With CPU topology related devices introduced by QOM-topo v2 RFC [2],
then we have the chance to allow user to customize CPU topology from
CLI.
There is no need to deliberately emphasize the hybrid topology here, as
the custom topology can be either SMP or hybrid, and custom-topo is
generic and flexible enough.
2. Design Overview
==================
2.1. How to Initialize possible_cpus[] for Custom Topology from CLI
===================================================================
At present (QEMU master and QOM topo v2 [2]), possible_cpus[] is
initialized with -smp parameters.
For user custom topology, a previous attempt (in QOM topo v1 [3]) tried
to create topology devices (CPU/core/module/die...) from CLI in advance,
and built a complete topology tree, then used the globle topology
informantion (something similar to smp.max_cpus/threads/cores/sockets...)
to create possible_cpus[] and initialize archid (for x86, it's APIC ID).
Figure 1: Previous attempt to create topology devices before
possible_cpus[] initialization (in QOM-topo v1 [3])
qmp_x_exit_preconfig()
│
├───(?)qemu_create_cli_base_devices()
│ │
│ └───(?)Create CPU topology devices
│ including CPUs
│
├─── qemu_init_board()
│ │
│ └── machine_run_board_init()
│ │
│ └─── machine_class->init(machine)
│ │
│ └─── x86_cpus_init()
│ │
│ └─── mc->possible_cpu_arch_ids(ms)
│
└─── qemu_create_cli_devices()
The "(?)" marked qemu_create_cli_base_devices() (added in previous
approach) would create topology devices.
But this approach has the drawback: when topology tree is completed,
especially for the levels higher than possible_cpus[], it's impossible
to hotplug other topology devices (higher than possble_cpus[]). This is
because the length of possible_cpus[] is computed by those higher
topology levels and this length cannot change at runtime.
This would prevent future support and exploration of larger granularity
hotplugs.
Thus, in this RFC, we create topology devices after possible_cpus[]
creation.
But the question that arises is how to get the topology information
needed for the initialization of possible_cpus[] and its archid.
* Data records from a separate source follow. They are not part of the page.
//! Normalized Eisenstein series.

use num_traits::One;

use crate::algebra::{bernoulli_numbers, divisor_sigma, integer, Rational, Series};
use crate::error::{Error, Result};

/// `E_k = 1 - (2k / B_k) Σ_{n≥1} σ_{k-1}(n) q^n + O(q^precision)`.
///
/// # Errors
///
/// Returns [`Error::InvalidEisensteinWeight`] for odd `k` or `k < 2`.
///
/// # Examples
///
/// ```
/// use elliptic_genus::jacobi::eisenstein;
/// use elliptic_genus::algebra::integer;
///
/// let e4 = eisenstein(4, 3)?;
/// assert_eq!(e4.coefficient(1), Some(&integer(240)));
/// # Ok::<(), elliptic_genus::Error>(())
/// ```
pub fn eisenstein(k: u32, precision: usize) -> Result<Series<Rational>> {
    if k < 2 || k % 2 == 1 {
        return Err(Error::InvalidEisensteinWeight(k));
    }
    let bernoulli = bernoulli_numbers(k as usize);
    let factor = -(integer(2 * i64::from(k)) / &bernoulli[k as usize]);
    Ok(Series::from_fn(precision, |n| {
        if n == 0 {
            Rational::one()
        } else {
            &factor * Rational::from_integer(divisor_sigma(n, k - 1))
        }
    }))
}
The current -smp parameters (cores/modules/clusters/dies/sockets/books/
drawers) require the machine to create a corresponding number of
topology instances for SMP systems.
This does not accommodate hybrid topologies. Therefore, we introduce
max* parameters: maxthreads/maxcores/maxmodules/maxdies/maxsockets
(for x86), to predefine the topology framework for the machine. These
parameters also constrain subsequent custom topologies, ensuring the
number of child devices under each parent device does not exceed the
specified max limits.
The actual number of child instances is determined by the user. Maybe
user defines a SMP topology, or maybe a hybrid topology.
Not only can the length of possible_cpus[] continue to be defined via
-smp, but its internal archid can also be set using max parameters. In
the case of x86, the bit width of the sub-topology ID in the APIC ID
will be determined by these max parameters. In fact, actual x86 hardware
uses the similar approach, including hybrid platforms.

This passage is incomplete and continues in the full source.